[Opening Stored data section]

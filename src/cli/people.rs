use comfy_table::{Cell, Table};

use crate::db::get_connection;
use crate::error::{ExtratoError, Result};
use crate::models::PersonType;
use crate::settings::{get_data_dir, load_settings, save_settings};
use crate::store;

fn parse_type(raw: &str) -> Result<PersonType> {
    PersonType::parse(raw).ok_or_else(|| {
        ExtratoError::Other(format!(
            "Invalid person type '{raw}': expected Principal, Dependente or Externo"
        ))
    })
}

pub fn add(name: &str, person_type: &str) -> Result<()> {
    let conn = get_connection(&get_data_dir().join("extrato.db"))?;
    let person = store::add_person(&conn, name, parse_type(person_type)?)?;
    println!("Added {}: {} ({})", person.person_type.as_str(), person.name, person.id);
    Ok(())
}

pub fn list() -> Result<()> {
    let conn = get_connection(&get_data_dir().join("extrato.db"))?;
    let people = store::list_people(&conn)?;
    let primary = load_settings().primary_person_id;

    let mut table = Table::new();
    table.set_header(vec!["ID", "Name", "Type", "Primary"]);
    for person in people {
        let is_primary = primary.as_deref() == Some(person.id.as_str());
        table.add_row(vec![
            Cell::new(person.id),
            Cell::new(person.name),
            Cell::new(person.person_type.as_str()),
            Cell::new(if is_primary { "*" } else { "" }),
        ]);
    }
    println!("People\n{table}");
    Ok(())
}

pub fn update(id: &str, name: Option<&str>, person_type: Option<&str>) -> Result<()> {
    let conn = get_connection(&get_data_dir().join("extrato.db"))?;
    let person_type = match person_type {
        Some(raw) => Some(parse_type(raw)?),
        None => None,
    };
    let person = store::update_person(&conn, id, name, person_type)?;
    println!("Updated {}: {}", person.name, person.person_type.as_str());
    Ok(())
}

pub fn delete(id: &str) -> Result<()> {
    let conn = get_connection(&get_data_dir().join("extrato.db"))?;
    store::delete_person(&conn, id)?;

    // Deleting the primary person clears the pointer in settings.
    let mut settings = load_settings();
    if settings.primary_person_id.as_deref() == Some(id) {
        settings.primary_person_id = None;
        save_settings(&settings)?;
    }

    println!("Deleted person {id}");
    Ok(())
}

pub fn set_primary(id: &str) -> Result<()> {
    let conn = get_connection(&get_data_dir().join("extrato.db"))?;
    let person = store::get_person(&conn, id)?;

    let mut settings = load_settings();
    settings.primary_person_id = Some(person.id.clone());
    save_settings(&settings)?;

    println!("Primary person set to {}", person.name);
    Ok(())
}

[Closing Stored data section]

## [Your objective]
For every line in the data above that has the string "Result", return that line.

## [Completed exercise]
use crate::error::{ExtratoError, Result};
fn parse_type(raw: &str) -> Result<PersonType> {
pub fn add(name: &str, person_type: &str) -> Result<()> {
pub fn list() -> Result<()> {
pub fn update(id: &str, name: Option<&str>, person_type: Option<&str>) -> Result<()> {
pub fn delete(id: &str) -> Result<()> {
pub fn set_primary(id: &str) -> Result<()> {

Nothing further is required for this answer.